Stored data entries
——————
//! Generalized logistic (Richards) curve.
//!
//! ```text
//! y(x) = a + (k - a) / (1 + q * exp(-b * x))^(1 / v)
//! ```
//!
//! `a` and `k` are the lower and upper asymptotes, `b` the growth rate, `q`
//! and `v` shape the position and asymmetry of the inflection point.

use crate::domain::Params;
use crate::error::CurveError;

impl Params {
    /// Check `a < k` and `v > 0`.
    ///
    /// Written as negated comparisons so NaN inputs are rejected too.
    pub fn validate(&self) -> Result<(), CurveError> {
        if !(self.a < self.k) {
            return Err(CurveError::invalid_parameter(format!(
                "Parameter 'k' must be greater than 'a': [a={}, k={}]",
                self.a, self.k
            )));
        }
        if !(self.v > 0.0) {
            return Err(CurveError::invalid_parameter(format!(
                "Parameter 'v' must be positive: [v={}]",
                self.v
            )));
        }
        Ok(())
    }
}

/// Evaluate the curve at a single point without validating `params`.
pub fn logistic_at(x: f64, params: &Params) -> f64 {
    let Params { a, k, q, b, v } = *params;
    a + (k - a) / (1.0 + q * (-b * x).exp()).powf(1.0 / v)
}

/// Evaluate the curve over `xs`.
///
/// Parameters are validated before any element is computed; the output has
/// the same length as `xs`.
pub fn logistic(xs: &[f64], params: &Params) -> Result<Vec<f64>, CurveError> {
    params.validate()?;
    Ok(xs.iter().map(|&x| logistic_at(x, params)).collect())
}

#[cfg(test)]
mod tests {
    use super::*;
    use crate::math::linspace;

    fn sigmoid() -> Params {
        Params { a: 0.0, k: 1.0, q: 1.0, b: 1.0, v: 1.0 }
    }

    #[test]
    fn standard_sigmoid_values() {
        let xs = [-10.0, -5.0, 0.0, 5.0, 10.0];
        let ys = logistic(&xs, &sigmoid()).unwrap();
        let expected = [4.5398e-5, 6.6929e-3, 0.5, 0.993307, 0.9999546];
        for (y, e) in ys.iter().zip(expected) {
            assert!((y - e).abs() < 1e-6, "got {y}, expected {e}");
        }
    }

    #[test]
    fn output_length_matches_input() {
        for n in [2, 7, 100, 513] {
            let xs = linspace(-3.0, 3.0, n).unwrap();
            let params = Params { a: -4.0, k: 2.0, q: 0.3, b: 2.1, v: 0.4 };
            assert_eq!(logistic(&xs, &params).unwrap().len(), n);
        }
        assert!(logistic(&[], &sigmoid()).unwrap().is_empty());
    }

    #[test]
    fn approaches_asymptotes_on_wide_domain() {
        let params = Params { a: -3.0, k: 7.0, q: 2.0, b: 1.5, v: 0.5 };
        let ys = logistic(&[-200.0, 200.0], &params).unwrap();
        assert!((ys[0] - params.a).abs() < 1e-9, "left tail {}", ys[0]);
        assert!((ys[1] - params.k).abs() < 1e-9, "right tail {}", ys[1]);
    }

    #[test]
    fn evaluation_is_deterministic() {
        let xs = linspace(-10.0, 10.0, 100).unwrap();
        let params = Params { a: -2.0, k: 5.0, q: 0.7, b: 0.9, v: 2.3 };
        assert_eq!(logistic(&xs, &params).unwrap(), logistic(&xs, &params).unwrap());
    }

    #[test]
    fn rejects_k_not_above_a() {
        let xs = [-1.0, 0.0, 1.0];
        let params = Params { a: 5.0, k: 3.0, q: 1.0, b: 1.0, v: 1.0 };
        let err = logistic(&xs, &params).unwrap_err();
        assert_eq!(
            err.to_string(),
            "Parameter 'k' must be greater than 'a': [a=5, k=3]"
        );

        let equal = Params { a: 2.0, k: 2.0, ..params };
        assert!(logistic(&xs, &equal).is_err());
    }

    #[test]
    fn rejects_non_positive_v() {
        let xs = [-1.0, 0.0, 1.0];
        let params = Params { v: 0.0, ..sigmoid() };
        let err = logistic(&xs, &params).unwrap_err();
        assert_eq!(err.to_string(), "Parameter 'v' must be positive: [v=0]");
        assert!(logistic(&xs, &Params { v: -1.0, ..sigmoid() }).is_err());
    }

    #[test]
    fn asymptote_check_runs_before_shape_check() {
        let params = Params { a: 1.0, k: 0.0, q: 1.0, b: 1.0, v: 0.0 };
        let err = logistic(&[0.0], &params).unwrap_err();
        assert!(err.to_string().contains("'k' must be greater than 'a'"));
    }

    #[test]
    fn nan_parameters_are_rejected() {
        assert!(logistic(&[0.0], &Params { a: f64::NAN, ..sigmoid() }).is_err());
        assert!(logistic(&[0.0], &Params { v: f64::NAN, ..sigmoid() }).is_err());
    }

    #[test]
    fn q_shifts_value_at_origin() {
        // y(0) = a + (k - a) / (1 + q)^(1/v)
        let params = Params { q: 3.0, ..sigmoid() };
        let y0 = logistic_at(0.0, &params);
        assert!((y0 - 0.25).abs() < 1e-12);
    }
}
——————
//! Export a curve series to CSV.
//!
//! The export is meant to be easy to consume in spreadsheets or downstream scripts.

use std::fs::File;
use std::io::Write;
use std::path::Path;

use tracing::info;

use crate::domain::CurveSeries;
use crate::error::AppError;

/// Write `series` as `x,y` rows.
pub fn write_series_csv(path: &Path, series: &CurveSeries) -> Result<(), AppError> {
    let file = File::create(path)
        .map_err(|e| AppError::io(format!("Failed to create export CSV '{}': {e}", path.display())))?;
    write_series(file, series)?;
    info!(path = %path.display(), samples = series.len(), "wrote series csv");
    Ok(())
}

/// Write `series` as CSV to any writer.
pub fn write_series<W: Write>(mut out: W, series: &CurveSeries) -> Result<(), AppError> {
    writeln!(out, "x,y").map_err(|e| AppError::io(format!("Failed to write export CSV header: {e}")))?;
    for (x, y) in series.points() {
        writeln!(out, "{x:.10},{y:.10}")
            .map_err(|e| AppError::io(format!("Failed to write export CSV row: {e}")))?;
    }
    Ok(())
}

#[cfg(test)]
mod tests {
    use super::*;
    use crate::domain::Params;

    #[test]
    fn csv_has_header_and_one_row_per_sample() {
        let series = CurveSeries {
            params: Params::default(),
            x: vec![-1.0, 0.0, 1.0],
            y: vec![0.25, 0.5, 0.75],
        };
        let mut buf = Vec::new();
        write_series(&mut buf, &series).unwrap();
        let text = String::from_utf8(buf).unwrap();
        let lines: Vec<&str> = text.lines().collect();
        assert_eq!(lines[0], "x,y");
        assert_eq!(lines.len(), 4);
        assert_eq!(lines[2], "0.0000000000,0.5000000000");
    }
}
——————
◆ What you need to do ◆
Which lines of the data include the string "tail"? Find them and copy each one.

◆ Result of the task ◆
        assert!((ys[0] - params.a).abs() < 1e-9, "left tail {}", ys[0]);
        assert!((ys[1] - params.k).abs() < 1e-9, "right tail {}", ys[1]);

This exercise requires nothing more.